=== Section Start ===
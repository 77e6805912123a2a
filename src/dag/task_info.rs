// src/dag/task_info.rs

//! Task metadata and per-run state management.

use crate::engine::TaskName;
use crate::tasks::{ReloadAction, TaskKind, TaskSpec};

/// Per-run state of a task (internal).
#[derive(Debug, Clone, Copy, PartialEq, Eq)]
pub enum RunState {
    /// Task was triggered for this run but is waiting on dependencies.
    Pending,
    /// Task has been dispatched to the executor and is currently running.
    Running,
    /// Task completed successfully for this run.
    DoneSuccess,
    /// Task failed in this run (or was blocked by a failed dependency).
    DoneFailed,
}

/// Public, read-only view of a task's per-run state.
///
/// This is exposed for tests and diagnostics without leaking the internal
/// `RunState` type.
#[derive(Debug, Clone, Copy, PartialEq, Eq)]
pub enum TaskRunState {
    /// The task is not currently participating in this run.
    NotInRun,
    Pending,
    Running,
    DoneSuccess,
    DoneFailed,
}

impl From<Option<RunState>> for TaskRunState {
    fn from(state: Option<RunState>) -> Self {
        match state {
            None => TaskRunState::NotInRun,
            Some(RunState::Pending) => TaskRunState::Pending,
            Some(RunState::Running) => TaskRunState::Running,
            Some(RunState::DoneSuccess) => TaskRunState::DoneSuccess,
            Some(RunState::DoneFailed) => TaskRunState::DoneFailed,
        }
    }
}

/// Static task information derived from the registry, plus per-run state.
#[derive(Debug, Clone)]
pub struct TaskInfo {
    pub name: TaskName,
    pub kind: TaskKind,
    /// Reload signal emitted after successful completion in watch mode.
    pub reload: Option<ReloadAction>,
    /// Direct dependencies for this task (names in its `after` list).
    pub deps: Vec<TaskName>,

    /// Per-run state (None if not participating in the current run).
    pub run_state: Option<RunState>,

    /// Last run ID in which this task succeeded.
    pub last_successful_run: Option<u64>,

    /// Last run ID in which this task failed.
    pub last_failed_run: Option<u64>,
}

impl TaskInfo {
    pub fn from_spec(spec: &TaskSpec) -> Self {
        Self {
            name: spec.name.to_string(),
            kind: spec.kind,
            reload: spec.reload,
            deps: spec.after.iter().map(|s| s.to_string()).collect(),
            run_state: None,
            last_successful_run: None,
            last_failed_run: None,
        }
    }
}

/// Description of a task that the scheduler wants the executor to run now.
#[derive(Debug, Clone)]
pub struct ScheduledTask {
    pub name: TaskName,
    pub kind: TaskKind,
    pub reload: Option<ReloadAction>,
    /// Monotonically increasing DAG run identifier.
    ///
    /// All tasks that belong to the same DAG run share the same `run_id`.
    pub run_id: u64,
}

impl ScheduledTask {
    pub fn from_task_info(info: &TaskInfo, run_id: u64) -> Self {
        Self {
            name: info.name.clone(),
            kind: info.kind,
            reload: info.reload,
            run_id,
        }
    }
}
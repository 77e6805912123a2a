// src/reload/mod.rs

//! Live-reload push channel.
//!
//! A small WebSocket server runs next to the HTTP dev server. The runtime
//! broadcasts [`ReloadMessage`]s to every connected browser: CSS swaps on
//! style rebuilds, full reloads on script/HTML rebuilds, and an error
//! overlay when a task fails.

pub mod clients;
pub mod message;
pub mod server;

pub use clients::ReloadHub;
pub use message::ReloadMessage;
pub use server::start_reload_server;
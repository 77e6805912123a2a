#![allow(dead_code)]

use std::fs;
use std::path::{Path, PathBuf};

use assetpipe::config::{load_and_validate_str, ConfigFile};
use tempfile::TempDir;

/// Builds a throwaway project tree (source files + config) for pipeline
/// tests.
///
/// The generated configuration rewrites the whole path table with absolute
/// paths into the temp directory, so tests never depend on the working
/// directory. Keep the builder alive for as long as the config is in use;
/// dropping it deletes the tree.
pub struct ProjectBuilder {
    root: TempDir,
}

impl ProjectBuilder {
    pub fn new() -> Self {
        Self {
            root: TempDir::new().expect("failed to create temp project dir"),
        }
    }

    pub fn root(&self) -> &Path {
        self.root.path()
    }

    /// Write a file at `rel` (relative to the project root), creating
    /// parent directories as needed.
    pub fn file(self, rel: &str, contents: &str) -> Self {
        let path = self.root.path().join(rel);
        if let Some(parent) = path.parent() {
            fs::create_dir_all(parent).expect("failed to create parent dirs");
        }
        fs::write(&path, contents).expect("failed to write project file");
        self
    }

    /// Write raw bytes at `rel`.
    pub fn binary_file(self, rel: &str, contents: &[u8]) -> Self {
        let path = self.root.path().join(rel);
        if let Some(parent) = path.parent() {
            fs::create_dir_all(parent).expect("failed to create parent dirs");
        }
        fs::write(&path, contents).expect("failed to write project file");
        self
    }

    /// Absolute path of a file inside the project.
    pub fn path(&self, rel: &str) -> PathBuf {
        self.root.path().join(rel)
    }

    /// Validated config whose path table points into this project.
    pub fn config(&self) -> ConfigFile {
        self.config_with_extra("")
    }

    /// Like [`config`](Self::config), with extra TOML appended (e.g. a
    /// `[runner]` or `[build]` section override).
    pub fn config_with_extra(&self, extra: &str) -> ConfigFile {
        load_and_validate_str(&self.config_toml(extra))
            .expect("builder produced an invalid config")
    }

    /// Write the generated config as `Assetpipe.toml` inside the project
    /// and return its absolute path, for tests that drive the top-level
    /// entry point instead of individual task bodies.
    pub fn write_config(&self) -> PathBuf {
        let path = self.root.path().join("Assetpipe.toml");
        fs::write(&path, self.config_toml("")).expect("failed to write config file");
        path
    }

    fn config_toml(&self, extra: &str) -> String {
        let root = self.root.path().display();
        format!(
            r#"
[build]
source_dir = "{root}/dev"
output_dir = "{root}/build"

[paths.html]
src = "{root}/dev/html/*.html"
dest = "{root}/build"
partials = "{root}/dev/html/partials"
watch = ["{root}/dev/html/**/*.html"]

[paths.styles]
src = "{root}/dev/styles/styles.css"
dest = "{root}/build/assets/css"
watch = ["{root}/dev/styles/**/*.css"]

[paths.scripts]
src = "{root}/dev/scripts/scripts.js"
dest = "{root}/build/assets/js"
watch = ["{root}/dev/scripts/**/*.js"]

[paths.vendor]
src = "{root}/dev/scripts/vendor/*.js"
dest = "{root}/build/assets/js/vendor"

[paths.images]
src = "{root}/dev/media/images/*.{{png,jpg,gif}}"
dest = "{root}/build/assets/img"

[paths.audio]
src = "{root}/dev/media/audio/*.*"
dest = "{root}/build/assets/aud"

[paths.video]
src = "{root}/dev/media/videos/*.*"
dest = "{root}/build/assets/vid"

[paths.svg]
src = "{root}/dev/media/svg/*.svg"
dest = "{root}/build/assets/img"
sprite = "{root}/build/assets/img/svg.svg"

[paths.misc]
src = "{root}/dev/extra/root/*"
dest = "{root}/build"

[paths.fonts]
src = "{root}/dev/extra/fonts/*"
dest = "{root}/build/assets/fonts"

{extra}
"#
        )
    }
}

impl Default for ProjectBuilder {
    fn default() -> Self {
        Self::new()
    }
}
=== Section End ===
=== Section Start ===
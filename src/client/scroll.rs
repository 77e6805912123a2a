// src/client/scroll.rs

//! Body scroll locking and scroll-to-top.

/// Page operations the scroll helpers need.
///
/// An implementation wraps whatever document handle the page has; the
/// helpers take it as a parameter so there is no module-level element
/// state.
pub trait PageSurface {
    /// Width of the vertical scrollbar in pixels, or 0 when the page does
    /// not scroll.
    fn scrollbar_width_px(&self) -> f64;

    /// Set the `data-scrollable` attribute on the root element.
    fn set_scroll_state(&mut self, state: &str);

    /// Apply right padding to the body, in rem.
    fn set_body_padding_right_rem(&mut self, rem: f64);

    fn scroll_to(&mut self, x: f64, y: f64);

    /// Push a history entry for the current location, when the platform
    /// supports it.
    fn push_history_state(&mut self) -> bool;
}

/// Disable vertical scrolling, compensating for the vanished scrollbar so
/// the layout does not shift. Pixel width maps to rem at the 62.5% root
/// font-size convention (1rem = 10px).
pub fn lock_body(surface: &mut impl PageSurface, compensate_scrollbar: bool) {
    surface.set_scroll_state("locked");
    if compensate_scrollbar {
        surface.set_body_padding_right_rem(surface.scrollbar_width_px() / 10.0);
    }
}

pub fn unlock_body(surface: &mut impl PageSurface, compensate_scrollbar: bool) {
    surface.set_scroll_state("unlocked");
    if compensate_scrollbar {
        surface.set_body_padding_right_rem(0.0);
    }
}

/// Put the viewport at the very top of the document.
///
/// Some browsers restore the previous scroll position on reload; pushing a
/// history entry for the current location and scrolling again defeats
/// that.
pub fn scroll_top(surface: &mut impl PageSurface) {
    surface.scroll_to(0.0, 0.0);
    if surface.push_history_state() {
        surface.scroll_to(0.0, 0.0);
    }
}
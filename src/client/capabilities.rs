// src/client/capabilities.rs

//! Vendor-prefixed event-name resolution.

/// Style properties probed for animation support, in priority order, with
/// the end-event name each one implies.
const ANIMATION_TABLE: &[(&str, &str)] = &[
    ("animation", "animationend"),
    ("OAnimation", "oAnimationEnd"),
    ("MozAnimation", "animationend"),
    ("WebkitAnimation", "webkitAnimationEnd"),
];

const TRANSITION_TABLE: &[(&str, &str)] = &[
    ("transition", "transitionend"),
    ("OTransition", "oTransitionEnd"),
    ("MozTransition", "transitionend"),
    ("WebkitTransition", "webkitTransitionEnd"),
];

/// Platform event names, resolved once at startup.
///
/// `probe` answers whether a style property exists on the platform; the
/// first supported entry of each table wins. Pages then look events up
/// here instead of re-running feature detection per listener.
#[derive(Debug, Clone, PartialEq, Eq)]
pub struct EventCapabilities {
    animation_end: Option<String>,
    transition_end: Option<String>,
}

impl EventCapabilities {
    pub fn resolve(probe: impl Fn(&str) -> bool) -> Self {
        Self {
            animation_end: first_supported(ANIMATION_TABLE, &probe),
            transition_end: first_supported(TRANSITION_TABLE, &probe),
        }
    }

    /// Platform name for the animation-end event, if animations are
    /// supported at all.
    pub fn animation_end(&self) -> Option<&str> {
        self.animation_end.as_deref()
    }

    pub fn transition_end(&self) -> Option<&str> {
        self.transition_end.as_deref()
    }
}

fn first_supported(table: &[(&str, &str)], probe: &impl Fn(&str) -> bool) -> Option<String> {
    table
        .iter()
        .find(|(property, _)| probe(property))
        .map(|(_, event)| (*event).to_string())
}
=== Section End ===
* EXERCISE GOAL
Look above for the line containing "individual task bodies." and the line containing "[paths.html]". Transcribe both, with the lines between them, exactly.

* ANSWER FOR THIS EXERCISE
    /// entry point instead of individual task bodies.
    pub fn write_config(&self) -> PathBuf {
        let path = self.root.path().join("Assetpipe.toml");
        fs::write(&path, self.config_toml("")).expect("failed to write config file");
        path
    }

    fn config_toml(&self, extra: &str) -> String {
        let root = self.root.path().display();
        format!(
            r#"
[build]
source_dir = "{root}/dev"
output_dir = "{root}/build"

[paths.html]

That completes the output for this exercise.